=== EXTRACTED DATA ===
>>>>>

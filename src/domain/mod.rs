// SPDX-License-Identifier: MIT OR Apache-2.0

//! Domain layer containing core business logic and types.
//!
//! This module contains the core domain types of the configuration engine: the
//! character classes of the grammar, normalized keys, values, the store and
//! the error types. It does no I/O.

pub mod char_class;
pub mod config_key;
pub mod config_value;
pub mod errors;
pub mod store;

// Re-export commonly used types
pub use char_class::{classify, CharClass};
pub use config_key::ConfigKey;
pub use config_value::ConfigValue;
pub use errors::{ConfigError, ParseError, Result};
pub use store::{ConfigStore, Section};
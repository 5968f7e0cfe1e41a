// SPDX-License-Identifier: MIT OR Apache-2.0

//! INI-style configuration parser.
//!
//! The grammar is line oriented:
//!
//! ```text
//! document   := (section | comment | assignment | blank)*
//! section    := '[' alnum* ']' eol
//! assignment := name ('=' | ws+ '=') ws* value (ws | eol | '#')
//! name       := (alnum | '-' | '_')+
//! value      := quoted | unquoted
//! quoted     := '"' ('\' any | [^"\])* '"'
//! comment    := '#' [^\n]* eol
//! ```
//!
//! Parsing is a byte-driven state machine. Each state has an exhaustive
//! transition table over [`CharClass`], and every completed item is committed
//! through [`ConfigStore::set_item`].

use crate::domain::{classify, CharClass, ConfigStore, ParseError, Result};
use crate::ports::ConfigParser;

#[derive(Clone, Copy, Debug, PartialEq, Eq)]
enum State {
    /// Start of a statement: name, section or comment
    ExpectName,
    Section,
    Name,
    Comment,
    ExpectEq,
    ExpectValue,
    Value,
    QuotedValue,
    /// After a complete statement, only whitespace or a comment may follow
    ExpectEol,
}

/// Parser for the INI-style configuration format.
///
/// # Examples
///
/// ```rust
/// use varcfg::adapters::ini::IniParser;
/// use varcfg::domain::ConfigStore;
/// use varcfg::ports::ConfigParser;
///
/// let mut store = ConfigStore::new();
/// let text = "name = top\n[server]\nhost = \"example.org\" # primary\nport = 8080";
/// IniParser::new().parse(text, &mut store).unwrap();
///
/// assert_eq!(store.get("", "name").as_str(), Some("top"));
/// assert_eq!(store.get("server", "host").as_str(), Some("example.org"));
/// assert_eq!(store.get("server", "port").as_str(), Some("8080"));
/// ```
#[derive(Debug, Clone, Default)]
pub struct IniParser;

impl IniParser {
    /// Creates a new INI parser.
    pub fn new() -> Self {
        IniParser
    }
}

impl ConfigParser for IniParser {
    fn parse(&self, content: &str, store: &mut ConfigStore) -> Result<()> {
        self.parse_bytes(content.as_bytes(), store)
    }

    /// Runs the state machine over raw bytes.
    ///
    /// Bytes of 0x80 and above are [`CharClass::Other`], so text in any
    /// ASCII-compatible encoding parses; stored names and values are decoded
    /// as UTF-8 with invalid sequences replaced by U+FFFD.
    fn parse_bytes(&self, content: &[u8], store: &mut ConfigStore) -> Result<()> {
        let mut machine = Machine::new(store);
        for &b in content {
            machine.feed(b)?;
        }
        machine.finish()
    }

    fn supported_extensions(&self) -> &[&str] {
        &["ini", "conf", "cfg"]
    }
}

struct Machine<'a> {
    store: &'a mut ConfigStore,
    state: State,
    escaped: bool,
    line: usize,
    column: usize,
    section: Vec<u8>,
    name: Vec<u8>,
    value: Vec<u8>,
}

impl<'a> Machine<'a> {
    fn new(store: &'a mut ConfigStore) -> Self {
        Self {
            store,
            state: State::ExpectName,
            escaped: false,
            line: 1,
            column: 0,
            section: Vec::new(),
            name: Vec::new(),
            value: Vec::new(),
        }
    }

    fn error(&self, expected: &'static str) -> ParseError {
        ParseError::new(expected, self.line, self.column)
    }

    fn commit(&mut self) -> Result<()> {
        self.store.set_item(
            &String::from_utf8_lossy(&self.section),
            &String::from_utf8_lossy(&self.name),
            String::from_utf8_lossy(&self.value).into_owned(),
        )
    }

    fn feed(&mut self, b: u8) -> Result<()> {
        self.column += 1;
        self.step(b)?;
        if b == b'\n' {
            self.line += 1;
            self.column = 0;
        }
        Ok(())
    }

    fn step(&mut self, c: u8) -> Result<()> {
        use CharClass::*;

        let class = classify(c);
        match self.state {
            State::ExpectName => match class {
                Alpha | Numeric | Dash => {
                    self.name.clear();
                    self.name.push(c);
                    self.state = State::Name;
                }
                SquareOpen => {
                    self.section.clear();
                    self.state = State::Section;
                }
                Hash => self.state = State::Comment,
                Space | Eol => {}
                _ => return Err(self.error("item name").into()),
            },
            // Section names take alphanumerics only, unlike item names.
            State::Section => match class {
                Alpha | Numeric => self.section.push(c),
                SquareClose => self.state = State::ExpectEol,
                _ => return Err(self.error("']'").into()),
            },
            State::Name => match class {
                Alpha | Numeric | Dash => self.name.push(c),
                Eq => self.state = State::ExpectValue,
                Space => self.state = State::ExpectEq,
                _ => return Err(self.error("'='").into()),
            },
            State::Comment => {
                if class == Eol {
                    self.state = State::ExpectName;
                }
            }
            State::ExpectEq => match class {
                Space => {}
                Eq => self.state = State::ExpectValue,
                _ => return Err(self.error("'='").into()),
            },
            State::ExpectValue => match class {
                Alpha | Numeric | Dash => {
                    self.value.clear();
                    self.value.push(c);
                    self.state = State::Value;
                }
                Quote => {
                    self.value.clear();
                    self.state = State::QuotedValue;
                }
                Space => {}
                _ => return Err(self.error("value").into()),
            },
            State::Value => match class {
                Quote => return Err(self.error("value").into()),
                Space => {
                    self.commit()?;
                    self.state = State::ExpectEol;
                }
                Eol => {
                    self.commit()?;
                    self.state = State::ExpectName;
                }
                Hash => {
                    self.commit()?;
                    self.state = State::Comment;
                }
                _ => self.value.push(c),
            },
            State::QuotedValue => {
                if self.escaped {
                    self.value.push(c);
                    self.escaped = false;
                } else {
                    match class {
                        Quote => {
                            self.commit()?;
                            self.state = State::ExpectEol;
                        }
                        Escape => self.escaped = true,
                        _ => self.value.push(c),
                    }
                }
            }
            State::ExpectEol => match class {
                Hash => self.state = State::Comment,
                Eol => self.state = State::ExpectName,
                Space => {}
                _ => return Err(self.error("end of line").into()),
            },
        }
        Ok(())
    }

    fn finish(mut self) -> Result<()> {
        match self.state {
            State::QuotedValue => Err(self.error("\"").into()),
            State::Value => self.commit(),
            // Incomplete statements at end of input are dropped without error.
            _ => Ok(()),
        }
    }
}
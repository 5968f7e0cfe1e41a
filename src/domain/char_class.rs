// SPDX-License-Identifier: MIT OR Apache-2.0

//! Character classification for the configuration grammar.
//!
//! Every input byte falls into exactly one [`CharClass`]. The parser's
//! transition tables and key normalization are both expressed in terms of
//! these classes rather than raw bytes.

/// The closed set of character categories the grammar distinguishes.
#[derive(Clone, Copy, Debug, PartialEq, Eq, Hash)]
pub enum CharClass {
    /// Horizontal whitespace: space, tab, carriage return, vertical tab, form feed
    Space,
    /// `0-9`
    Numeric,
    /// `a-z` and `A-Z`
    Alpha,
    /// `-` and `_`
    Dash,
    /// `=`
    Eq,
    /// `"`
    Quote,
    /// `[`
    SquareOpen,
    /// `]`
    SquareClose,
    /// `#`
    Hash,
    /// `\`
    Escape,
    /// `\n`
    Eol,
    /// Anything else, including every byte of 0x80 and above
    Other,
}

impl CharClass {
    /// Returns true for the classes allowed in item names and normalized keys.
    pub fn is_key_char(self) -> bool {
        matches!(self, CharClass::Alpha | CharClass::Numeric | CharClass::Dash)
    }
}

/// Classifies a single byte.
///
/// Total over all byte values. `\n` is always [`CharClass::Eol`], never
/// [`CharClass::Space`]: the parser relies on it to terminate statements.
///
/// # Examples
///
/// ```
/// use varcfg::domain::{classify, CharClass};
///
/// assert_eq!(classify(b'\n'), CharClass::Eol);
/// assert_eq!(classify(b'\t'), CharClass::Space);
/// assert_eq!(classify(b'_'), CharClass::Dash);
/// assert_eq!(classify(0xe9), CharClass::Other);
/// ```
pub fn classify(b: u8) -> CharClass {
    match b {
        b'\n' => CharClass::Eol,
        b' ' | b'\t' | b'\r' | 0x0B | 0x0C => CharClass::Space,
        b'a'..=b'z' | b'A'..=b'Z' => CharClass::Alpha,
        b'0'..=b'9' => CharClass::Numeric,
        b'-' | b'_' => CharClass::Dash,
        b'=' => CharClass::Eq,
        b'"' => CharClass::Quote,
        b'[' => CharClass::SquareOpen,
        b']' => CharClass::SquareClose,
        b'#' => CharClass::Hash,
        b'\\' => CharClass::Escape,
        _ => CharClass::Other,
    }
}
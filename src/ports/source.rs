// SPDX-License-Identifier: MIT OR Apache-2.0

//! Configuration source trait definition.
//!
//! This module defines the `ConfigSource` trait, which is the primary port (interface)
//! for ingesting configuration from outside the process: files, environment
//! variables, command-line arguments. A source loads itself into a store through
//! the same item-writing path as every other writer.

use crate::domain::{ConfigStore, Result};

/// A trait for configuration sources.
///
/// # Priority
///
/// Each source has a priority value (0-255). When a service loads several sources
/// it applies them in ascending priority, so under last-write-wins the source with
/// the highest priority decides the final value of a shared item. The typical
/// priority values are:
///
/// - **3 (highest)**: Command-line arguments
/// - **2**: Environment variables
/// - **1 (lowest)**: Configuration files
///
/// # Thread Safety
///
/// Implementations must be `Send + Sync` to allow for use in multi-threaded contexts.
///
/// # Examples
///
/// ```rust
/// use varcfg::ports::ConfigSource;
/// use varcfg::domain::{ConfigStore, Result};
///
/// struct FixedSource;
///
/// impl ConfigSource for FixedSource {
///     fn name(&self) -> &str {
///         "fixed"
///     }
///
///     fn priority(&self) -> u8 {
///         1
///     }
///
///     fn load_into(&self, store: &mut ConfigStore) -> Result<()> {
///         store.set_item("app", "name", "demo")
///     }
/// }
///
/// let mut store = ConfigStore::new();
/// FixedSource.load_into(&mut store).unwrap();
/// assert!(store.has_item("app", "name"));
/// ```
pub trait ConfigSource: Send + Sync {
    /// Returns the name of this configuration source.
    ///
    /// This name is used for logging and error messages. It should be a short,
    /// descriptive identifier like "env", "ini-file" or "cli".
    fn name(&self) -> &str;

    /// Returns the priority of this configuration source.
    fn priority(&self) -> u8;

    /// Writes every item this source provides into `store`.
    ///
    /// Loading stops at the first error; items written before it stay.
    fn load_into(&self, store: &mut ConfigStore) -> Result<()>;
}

<<<<<

=== TASK STATEMENT ===
Where a line of the records holds the word "bool", copy that line.

=== TASK RESPONSE ===
    escaped: bool,
    pub fn is_key_char(self) -> bool {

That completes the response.